# New Honda HS720AM



## coachDOC (Oct 23, 2015)

I just completed a too-long search for a single stage machine and purchased the 720AM. The goal of my search was a machine that was lighter and easier-to-store than my old Ariens824, and the #1 priority was to reliably move snow every single time I need it.

I was drawn to the Simplicity 1222ee, but despite the name, it wasn't as simple as some others. The electric chute rotation was cool, but it looked like a failure mechanism and was no mechanical failsafe if the electric motor failed. I also liked the Husqvarna ST151 because it was the most compact (length-wise) and had a light like the Simplicity. On further research, the leading complaint on Husqvarna was failure of the light. Finally was the the Toro 721 which seemed comparable to the Honda, but I found the Toro to feel somewhat bulky, harder to maneuver, and maybe slightly harder to pull out from beside the car where it will be stored in the winter. 

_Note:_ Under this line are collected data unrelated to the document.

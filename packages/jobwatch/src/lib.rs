//! Keyword-driven job alerts.
//!
//! jobwatch watches remote-job boards for keyword subscriptions: a daily
//! run fans out over every (source, keyword) pair, extracts postings with
//! per-source declarative rules, deduplicates within the run, matches new
//! postings against subscriptions, and delivers Telegram alerts at most
//! once per posting.
//!
//! # Architecture
//!
//! ```text
//! Scheduler (daily, HH:MM UTC)
//!     └─► Pipeline::run
//!             ├─► SubscriptionIndex::all_keywords
//!             ├─► Aggregator::aggregate        (source x keyword fan-out)
//!             │       └─► Fetcher + SourceConfig::extract
//!             └─► per job: is_seen → match → notify → mark_seen
//! ```

pub mod adapters;
pub mod aggregator;
pub mod config;
pub mod coordinator;
pub mod error;
pub mod fetcher;
pub mod matcher;
pub mod notifier;
pub mod scheduler;
pub mod storage;
pub mod testing;
pub mod traits;
pub mod types;

pub use adapters::{ExtractionRule, MarkupRule, SourceConfig, SourceRegistry, StructuredRule};
pub use aggregator::Aggregator;
pub use config::Config;
pub use coordinator::Pipeline;
pub use error::{DeliveryError, FetchError, ParseError, StoreError};
pub use fetcher::HttpFetcher;
pub use matcher::SubscriptionSnapshot;
pub use notifier::{format_alert, Notifier};
pub use storage::{MemoryStore, SqliteStore};
pub use traits::{AlertTransport, Fetcher, SeenJobStore, SubscriptionIndex};
pub use types::{normalize_keyword, JobPosting, Match, RunSummary, SubscriberId};
use serde::{Deserialize, Serialize};

/// Request body for the `sendMessage` method.
#[derive(Debug, Clone, Serialize)]
pub struct SendMessageRequest {
    pub chat_id: i64,
    pub text: String,
    pub parse_mode: String,
    pub disable_web_page_preview: bool,
}

/// Envelope every Bot API call returns.
#[derive(Debug, Clone, Deserialize)]
pub struct ApiResponse<T> {
    pub ok: bool,
    pub result: Option<T>,
    pub description: Option<String>,
    pub error_code: Option<i64>,
}

/// The slice of a Telegram message we care about.
#[derive(Debug, Clone, Deserialize)]
pub struct Message {
    pub message_id: i64,
}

I decided on the simplest models -- recoil start (to save weight) and manual rotation (to eliminate a failure more). That essentially put me at Toro and Honda. I only briefly looked at Ariens. The local dealers who carried them all recommended other brands for some reason. I strongly considered the remote chute rotation models, but I couldn't get answers I liked for what happens if the mechanisms fail. Manual rotation is less convenient, but it's hard to imagine how it could fail.


The deciding touch for Honda was the dealer who had a collection of used snowblowers on a warehouse sale. I got to pull start some Toro and Honda machines that were several years old. I couldn't believe the difference. The Toros started of course -- a couple on first pull and a couple on the 2nd pull -- without much difficulty. . . . But the Hondas -- even 10 years old -- were SO easy to start. All started on the first pull, and there was no reason to pull hard.

That pretty much sold me on Honda (along with the awesome reputation of Honda engines), so the 720AM is on the way. I hope I'll have it this week and the garage will be all set for winter.


----------



## Cardo111 (Feb 16, 2015)

coachDOC said:


> I just completed a too-long search for a single stage machine and purchased the 720AM. The goal of my search was a machine that was lighter and easier-to-store than my old Ariens824, and the #1 priority was to reliably move snow every single time I need it.
> 
> I was drawn to the Simplicity 1222ee, but despite the name, it wasn't as simple as some others. The electric chute rotation was cool, but it looked like a failure mechanism and was no mechanical failsafe if the electric motor failed. I also liked the Husqvarna ST151 because it was the most compact (length-wise) and had a light like the Simplicity. On further research, the leading complaint on Husqvarna was failure of the light. Finally was the the Toro 721 which seemed comparable to the Honda, but I found the Toro to feel somewhat bulky, harder to maneuver, and maybe slightly harder to pull out from beside the car where it will be stored in the winter.
> 
> ...



Congrats on the nice new machine, best of luck with it!


----------



## obthedog (Oct 16, 2015)

Congrats on the new Honda...have fun


----------



## Zavie (Sep 23, 2014)

Very nice machine, congrats. I'll admit it's on my short list for a replacement to my ever aging Craftsman single stage. The HS720 will give you many years of awesome service.


----------



## coachDOC (Oct 23, 2015)

Zavie said:


> Very nice machine, congrats. I'll admit it's on my short list for a replacement to my ever aging Craftsman single stage. The HS720 will give you many years of awesome service.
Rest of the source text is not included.